Only the lines below starting at the one that contains "itself. Never forwarded." and ending at the one that contains "single data field." are to be reproduced, exactly and with both ends kept.

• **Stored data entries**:
=====

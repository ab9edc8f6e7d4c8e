//! Record domain model.
//!
//! A [`Record`] is the unit that flows through the whole pipeline: form
//! submissions and analytics events are both records, distinguished by their
//! `event_type` and by the bounded list they are stored in.

use chrono::{DateTime, SecondsFormat, Utc};
use serde::{Deserialize, Serialize};
use std::collections::BTreeMap;
use std::fmt;
use strum::{AsRefStr, Display, EnumString};
use uuid::Uuid;

/// Retention cap for the form submission backlog.
pub const SUBMISSION_CAP: usize = 100;

/// Retention cap for every analytics category.
pub const EVENT_CAP: usize = 1000;

/// Event type stamped on form submissions.
pub const FORM_SUBMISSION: &str = "form_submission";

/// Free-form key/value payload of a record.
pub type RecordData = BTreeMap<String, String>;

/// Page identifier (e.g. `home`, `contact`, `services`).
#[derive(Debug, Clone, PartialEq, Eq, Hash, Serialize, Deserialize)]
#[serde(transparent)]
pub struct PageId(String);

impl PageId {
    pub fn new(page: impl Into<String>) -> Self {
        Self(page.into())
    }

    pub fn as_str(&self) -> &str {
        &self.0
    }

    /// Derives a page id from a URL path: `/` is `home`, otherwise the first
    /// path segment without extension.
    pub fn from_path(path: &str) -> Self {
        let segment = path
            .trim_start_matches('/')
            .split('/')
            .next()
            .unwrap_or_default();
        let stem = segment.split('.').next().unwrap_or_default();
        if stem.is_empty() || stem == "index" {
            Self::new("home")
        } else {
            Self::new(stem)
        }
    }
}

impl Default for PageId {
    fn default() -> Self {
        Self::new("unknown")
    }
}

impl fmt::Display for PageId {
    fn fmt(&self, f: &mut fmt::Formatter<'_>) -> fmt::Result {
        f.write_str(&self.0)
    }
}

impl From<&str> for PageId {
    fn from(value: &str) -> Self {
        Self::new(value)
    }
}

/// Analytics categories the instrumentation layer writes to itself.
///
/// Callers may record into any category name; these are the ones with a
/// fixed meaning.
#[derive(Debug, Clone, Copy, PartialEq, Eq, Hash, Display, AsRefStr, EnumString)]
#[strum(serialize_all = "snake_case")]
pub enum KnownCategory {
    Session,
    PageViews,
    Interactions,
    Errors,
    Performance,
    /// Failures of the delivery path itself. Never forwarded.
    Internal,
}

/// An immutable, timestamped submission or event.
///
/// Fields are private; once built a record can only be read, cloned or
/// serialized.
#[derive(Debug, Clone, PartialEq, Serialize, Deserialize)]
pub struct Record {
    record_id: String,
    event_type: String,
    /// ISO-8601 (RFC 3339, millisecond precision, UTC)
    timestamp: String,
    page: PageId,
    session_id: String,
    #[serde(default)]
    data: RecordData,
}

impl Record {
    /// Creates a record stamped at `at` with a fresh UUID v4 record id.
    pub fn new(
        event_type: impl Into<String>,
        page: PageId,
        session_id: impl Into<String>,
        data: RecordData,
        at: DateTime<Utc>,
    ) -> Self {
        Self {
            record_id: Uuid::new_v4().to_string(),
            event_type: event_type.into(),
            timestamp: at.to_rfc3339_opts(SecondsFormat::Millis, true),
            page,
            session_id: session_id.into(),
            data,
        }
    }

    /// Creates a form submission record.
    pub fn submission(
        page: PageId,
        session_id: impl Into<String>,
        data: RecordData,
        at: DateTime<Utc>,
    ) -> Self {
        Self::new(FORM_SUBMISSION, page, session_id, data, at)
    }

    pub fn record_id(&self) -> &str {
        &self.record_id
    }

    pub fn event_type(&self) -> &str {
        &self.event_type
    }

    pub fn timestamp(&self) -> &str {
        &self.timestamp
    }

    pub fn page(&self) -> &PageId {
        &self.page
    }

    pub fn session_id(&self) -> &str {
        &self.session_id
    }

    pub fn data(&self) -> &RecordData {
        &self.data
    }

    /// Looks up a single data field.
    pub fn field(&self, key: &str) -> Option<&str> {
        self.data.get(key).map(String::as_str)
    }
}

/// Builds a [`RecordData`] map from string pairs.
pub fn record_data<K, V, I>(pairs: I) -> RecordData
where
    K: Into<String>,
    V: Into<String>,
    I: IntoIterator<Item = (K, V)>,
{
    pairs
        .into_iter()
        .map(|(k, v)| (k.into(), v.into()))
        .collect()
}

=====

• **WRITTEN ANSWER**:
    /// Failures of the delivery path itself. Never forwarded.
    Internal,
}

/// An immutable, timestamped submission or event.
///
/// Fields are private; once built a record can only be read, cloned or
/// serialized.
#[derive(Debug, Clone, PartialEq, Serialize, Deserialize)]
pub struct Record {
    record_id: String,
    event_type: String,
    /// ISO-8601 (RFC 3339, millisecond precision, UTC)
    timestamp: String,
    page: PageId,
    session_id: String,
    #[serde(default)]
    data: RecordData,
}

impl Record {
    /// Creates a record stamped at `at` with a fresh UUID v4 record id.
    pub fn new(
        event_type: impl Into<String>,
        page: PageId,
        session_id: impl Into<String>,
        data: RecordData,
        at: DateTime<Utc>,
    ) -> Self {
        Self {
            record_id: Uuid::new_v4().to_string(),
            event_type: event_type.into(),
            timestamp: at.to_rfc3339_opts(SecondsFormat::Millis, true),
            page,
            session_id: session_id.into(),
            data,
        }
    }

    /// Creates a form submission record.
    pub fn submission(
        page: PageId,
        session_id: impl Into<String>,
        data: RecordData,
        at: DateTime<Utc>,
    ) -> Self {
        Self::new(FORM_SUBMISSION, page, session_id, data, at)
    }

    pub fn record_id(&self) -> &str {
        &self.record_id
    }

    pub fn event_type(&self) -> &str {
        &self.event_type
    }

    pub fn timestamp(&self) -> &str {
        &self.timestamp
    }

    pub fn page(&self) -> &PageId {
        &self.page
    }

    pub fn session_id(&self) -> &str {
        &self.session_id
    }

    pub fn data(&self) -> &RecordData {
        &self.data
    }

    /// Looks up a single data field.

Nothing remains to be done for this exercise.